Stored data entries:
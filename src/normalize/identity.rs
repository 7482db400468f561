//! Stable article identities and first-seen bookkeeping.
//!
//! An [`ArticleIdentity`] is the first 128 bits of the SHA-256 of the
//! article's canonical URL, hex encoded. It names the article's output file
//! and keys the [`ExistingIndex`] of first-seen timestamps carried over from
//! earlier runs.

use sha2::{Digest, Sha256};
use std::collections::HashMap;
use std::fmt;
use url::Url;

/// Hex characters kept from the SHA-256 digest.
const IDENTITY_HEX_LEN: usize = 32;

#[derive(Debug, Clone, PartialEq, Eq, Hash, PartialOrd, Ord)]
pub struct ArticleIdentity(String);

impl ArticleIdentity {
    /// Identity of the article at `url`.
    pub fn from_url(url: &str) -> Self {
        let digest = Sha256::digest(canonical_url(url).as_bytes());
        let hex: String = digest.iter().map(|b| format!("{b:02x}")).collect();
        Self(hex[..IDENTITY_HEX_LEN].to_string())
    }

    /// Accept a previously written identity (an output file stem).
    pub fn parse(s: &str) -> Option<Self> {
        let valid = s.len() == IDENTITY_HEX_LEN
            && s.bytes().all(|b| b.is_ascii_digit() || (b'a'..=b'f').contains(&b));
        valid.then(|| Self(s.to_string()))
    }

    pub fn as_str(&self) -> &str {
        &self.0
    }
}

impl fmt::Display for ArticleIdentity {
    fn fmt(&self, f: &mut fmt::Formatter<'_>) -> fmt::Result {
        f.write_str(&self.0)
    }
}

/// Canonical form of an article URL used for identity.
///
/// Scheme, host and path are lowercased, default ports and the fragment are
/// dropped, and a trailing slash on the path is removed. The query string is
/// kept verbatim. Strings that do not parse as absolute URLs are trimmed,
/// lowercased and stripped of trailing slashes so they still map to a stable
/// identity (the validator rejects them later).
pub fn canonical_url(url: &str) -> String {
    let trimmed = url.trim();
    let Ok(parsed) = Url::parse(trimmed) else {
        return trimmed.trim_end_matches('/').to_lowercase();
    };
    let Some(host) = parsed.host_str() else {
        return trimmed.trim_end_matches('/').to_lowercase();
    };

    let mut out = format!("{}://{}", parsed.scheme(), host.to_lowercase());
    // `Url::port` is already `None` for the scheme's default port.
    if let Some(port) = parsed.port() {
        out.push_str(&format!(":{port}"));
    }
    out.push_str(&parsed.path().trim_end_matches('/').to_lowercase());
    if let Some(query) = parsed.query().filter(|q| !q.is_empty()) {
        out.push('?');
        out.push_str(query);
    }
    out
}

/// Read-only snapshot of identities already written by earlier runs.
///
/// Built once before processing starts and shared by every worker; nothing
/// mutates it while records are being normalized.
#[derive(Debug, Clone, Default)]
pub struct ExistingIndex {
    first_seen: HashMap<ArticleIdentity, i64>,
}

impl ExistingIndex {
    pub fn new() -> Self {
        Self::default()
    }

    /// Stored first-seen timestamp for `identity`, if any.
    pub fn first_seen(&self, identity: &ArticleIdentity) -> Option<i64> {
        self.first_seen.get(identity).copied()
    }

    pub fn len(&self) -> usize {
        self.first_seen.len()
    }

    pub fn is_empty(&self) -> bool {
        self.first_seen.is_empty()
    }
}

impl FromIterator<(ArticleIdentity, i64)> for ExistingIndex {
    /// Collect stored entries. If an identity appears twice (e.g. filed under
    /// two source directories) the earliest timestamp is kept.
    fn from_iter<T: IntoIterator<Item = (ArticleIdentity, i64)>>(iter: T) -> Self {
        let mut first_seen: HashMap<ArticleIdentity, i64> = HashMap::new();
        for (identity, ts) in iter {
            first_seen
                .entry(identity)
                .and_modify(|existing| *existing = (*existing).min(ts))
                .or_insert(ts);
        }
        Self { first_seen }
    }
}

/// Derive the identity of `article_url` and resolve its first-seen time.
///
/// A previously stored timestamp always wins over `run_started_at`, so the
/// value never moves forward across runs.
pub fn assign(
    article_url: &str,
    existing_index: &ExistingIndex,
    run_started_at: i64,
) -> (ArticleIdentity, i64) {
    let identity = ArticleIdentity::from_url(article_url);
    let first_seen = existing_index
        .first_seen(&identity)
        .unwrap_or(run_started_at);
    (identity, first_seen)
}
--
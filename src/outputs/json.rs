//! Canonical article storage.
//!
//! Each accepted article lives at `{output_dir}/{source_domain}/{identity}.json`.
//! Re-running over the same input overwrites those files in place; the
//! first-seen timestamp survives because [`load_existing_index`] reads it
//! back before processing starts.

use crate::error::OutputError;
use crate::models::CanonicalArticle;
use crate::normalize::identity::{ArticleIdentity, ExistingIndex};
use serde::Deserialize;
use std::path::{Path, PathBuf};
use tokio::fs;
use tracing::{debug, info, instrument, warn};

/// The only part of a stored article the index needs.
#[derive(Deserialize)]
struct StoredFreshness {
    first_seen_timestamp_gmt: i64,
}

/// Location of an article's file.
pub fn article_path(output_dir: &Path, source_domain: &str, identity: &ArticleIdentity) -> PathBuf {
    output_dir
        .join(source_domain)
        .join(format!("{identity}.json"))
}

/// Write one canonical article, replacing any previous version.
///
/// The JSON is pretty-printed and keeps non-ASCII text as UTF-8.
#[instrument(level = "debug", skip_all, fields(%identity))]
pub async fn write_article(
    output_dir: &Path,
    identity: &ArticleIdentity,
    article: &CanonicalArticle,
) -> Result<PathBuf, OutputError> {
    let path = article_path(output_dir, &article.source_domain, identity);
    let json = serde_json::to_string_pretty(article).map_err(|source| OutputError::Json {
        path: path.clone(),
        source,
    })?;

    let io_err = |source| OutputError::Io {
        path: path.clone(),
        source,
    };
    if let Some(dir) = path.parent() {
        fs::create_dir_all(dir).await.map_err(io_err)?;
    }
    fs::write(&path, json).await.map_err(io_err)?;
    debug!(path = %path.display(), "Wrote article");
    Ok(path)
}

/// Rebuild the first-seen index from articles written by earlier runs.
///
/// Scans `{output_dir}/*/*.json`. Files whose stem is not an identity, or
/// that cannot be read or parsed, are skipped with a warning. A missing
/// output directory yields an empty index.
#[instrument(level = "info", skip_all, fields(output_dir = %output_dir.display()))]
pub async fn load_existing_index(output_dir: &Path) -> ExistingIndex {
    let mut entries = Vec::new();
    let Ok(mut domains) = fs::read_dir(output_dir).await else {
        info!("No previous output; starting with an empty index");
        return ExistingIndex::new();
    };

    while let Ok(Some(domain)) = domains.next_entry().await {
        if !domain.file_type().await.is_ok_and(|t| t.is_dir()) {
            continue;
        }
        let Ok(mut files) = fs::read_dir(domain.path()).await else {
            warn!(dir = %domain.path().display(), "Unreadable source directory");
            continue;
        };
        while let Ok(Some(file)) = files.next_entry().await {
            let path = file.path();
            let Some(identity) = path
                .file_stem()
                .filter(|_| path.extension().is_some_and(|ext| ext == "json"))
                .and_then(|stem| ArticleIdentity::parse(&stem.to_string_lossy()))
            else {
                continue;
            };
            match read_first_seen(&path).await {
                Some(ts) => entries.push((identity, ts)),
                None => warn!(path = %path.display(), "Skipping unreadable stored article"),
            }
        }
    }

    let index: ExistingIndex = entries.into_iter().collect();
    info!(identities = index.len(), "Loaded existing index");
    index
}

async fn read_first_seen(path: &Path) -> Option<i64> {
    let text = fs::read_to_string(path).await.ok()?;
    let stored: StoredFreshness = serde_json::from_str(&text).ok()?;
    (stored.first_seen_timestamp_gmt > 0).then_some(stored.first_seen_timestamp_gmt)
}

What you are asked to do:
Keep only those lines of the records that hold "while", and return them.

Task result:
/// mutates it while records are being normalized.
    while let Ok(Some(domain)) = domains.next_entry().await {
        while let Ok(Some(file)) = files.next_entry().await {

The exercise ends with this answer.